§ Work order
Your task is to work out how many lines in the data include the word "Accept". Reply with the number alone.

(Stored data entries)
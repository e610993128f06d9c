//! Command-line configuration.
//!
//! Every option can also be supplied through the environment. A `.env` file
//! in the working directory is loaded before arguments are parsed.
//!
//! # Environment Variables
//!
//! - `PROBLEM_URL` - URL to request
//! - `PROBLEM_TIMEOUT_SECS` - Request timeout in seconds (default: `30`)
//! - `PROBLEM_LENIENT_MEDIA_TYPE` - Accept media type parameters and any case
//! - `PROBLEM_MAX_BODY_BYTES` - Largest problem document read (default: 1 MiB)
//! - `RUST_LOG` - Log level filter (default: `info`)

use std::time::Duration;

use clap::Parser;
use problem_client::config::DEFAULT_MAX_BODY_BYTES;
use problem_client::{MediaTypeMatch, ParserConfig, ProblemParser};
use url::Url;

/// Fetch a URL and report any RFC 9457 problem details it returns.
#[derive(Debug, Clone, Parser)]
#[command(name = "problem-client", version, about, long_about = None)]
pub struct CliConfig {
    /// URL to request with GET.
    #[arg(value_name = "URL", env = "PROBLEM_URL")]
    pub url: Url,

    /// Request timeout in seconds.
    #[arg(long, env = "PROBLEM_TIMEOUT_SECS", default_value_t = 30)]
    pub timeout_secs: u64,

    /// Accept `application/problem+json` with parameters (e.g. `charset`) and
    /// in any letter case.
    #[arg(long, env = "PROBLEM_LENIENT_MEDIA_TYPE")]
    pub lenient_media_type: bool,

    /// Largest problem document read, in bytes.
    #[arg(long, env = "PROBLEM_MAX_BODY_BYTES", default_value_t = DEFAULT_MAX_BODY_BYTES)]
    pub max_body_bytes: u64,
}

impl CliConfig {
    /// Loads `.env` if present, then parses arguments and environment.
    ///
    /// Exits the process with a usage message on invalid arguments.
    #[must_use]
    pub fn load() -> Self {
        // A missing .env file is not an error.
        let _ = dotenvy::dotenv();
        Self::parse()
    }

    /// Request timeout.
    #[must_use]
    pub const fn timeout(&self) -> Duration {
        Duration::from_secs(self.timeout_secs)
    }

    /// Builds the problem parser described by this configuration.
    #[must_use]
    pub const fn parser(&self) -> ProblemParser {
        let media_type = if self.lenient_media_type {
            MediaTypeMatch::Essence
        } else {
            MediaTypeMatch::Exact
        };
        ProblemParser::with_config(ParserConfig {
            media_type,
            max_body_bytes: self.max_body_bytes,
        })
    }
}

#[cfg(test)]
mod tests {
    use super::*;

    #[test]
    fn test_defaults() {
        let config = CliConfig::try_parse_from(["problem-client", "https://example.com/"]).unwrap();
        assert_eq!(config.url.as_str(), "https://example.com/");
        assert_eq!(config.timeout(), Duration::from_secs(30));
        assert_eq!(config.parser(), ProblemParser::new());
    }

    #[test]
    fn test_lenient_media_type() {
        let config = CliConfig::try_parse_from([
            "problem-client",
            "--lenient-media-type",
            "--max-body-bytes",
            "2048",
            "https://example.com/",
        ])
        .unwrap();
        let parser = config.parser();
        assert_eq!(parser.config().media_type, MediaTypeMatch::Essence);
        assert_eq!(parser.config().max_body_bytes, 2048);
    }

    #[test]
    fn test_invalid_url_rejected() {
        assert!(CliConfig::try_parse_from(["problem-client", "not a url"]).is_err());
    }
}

* * *

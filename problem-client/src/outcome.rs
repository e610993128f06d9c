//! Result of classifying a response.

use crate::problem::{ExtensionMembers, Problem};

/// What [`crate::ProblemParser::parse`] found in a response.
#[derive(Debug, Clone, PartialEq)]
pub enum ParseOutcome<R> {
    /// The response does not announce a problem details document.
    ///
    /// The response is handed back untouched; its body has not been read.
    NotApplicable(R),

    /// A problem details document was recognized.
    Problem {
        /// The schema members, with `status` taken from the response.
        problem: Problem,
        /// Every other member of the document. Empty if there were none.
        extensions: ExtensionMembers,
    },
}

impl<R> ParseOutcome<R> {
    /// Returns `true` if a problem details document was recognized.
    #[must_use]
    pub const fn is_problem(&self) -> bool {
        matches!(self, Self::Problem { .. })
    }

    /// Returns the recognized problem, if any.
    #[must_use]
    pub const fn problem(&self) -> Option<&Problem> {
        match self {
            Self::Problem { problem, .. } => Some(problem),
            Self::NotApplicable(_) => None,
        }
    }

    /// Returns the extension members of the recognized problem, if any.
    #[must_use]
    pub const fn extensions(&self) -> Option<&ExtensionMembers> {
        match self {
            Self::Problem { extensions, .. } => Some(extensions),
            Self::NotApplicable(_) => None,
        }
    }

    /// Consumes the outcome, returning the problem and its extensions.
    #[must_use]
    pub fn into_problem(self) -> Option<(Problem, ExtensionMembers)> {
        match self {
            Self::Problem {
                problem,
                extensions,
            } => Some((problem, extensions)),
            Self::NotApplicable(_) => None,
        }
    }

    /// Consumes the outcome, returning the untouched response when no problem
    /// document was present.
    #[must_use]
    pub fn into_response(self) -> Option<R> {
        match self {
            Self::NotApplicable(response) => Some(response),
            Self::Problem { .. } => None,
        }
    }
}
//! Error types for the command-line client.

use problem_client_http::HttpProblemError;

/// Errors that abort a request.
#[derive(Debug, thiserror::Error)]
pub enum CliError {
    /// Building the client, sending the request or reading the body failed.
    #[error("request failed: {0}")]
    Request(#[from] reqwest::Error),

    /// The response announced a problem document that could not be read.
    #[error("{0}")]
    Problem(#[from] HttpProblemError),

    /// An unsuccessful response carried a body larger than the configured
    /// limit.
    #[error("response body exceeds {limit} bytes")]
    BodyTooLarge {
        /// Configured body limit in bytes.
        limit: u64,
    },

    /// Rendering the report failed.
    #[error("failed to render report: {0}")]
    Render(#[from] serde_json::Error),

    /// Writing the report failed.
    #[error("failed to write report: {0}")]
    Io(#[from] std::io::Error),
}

§ Finished exercise
2